### What is required
Below are the entries; return exactly the line with "let timestamp = dateparse(date).ok()?;" and every later line, without anything else.

Saved entries
------------------------------------------------------------

//! Reading receipts out of exported email messages.

use std::fs;
use std::path::{Path, PathBuf};

use chrono::{DateTime, Datelike};
use mailparse::{dateparse, parse_mail, MailHeaderMap, ParsedMail};
use tracing::{debug, warn};

use crate::error::{MailError, Result, RidelogError};
use crate::models::ride::RawReceipt;

/// A receipt message: the decoded receipt plus the headers we filter on.
#[derive(Debug, Clone)]
pub struct ReceiptMessage {
    pub subject: Option<String>,
    pub receipt: RawReceipt,
}

impl ReceiptMessage {
    /// Whether the subject contains `filter` (case-insensitive). Messages
    /// without a subject never match.
    pub fn subject_matches(&self, filter: &str) -> bool {
        self.subject
            .as_deref()
            .map(|s| s.to_lowercase().contains(&filter.to_lowercase()))
            .unwrap_or(false)
    }
}

/// Decode an RFC 822 message into a receipt.
///
/// The body is the first `text/plain` part; the fallback year comes from the
/// `Date` header, in the sender's own offset.
pub fn parse_message(bytes: &[u8]) -> std::result::Result<ReceiptMessage, MailError> {
    let mail = parse_mail(bytes)?;

    let body = find_text_body(&mail).ok_or(MailError::NoTextBody)?;
    let year = mail
        .headers
        .get_first_value("Date")
        .and_then(|d| header_year(&d))
        .ok_or(MailError::NoDate)?;
    let subject = mail.headers.get_first_value("Subject");

    Ok(ReceiptMessage {
        subject,
        receipt: RawReceipt::new(&body, year),
    })
}

/// Read one `.eml` file.
pub fn read_message(path: &Path) -> Result<ReceiptMessage> {
    let bytes = fs::read(path)?;
    let mut message = parse_message(&bytes)?;

    let label = path
        .file_name()
        .map(|n| n.to_string_lossy().into_owned())
        .unwrap_or_else(|| path.display().to_string());
    message.receipt = message.receipt.with_source(label);

    Ok(message)
}

/// Outcome of reading a set of message files.
#[derive(Debug, Default)]
pub struct LoadedReceipts {
    /// Receipts in input order.
    pub receipts: Vec<RawReceipt>,
    /// Messages left out by the subject filter.
    pub filtered: usize,
    /// Files that could not be read or decoded.
    pub failures: Vec<(PathBuf, RidelogError)>,
}

/// Read every file, skipping (and logging) the ones that cannot be decoded
/// or whose subject does not match `subject_filter`. `progress` is called
/// once per input path after it has been handled.
pub fn load_receipts<P: AsRef<Path>>(
    paths: &[P],
    subject_filter: Option<&str>,
    mut progress: impl FnMut(&Path),
) -> LoadedReceipts {
    let mut loaded = LoadedReceipts {
        receipts: Vec::with_capacity(paths.len()),
        ..LoadedReceipts::default()
    };

    for path in paths {
        let path = path.as_ref();
        match read_message(path) {
            Ok(message) => match subject_filter {
                Some(filter) if !message.subject_matches(filter) => {
                    debug!("Skipping {}: subject does not match {:?}", path.display(), filter);
                    loaded.filtered += 1;
                }
                _ => loaded.receipts.push(message.receipt),
            },
            Err(e) => {
                warn!("Skipping {}: {}", path.display(), e);
                loaded.failures.push((path.to_path_buf(), e));
            }
        }
        progress(path);
    }

    loaded
}

fn find_text_body(mail: &ParsedMail) -> Option<String> {
    if mail.ctype.mimetype.eq_ignore_ascii_case("text/plain") {
        if let Ok(body) = mail.get_body() {
            return Some(body);
        }
    }

    mail.subparts.iter().find_map(find_text_body)
}

fn header_year(date: &str) -> Option<i32> {
    if let Ok(parsed) = DateTime::parse_from_rfc2822(date.trim()) {
        return Some(parsed.year());
    }

    // Lenient fallback for headers chrono rejects.
    let timestamp = dateparse(date).ok()?;
    DateTime::from_timestamp(timestamp, 0).map(|dt| dt.year())
}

------------------------------------------------------------

### Task solution
    let timestamp = dateparse(date).ok()?;
    DateTime::from_timestamp(timestamp, 0).map(|dt| dt.year())
}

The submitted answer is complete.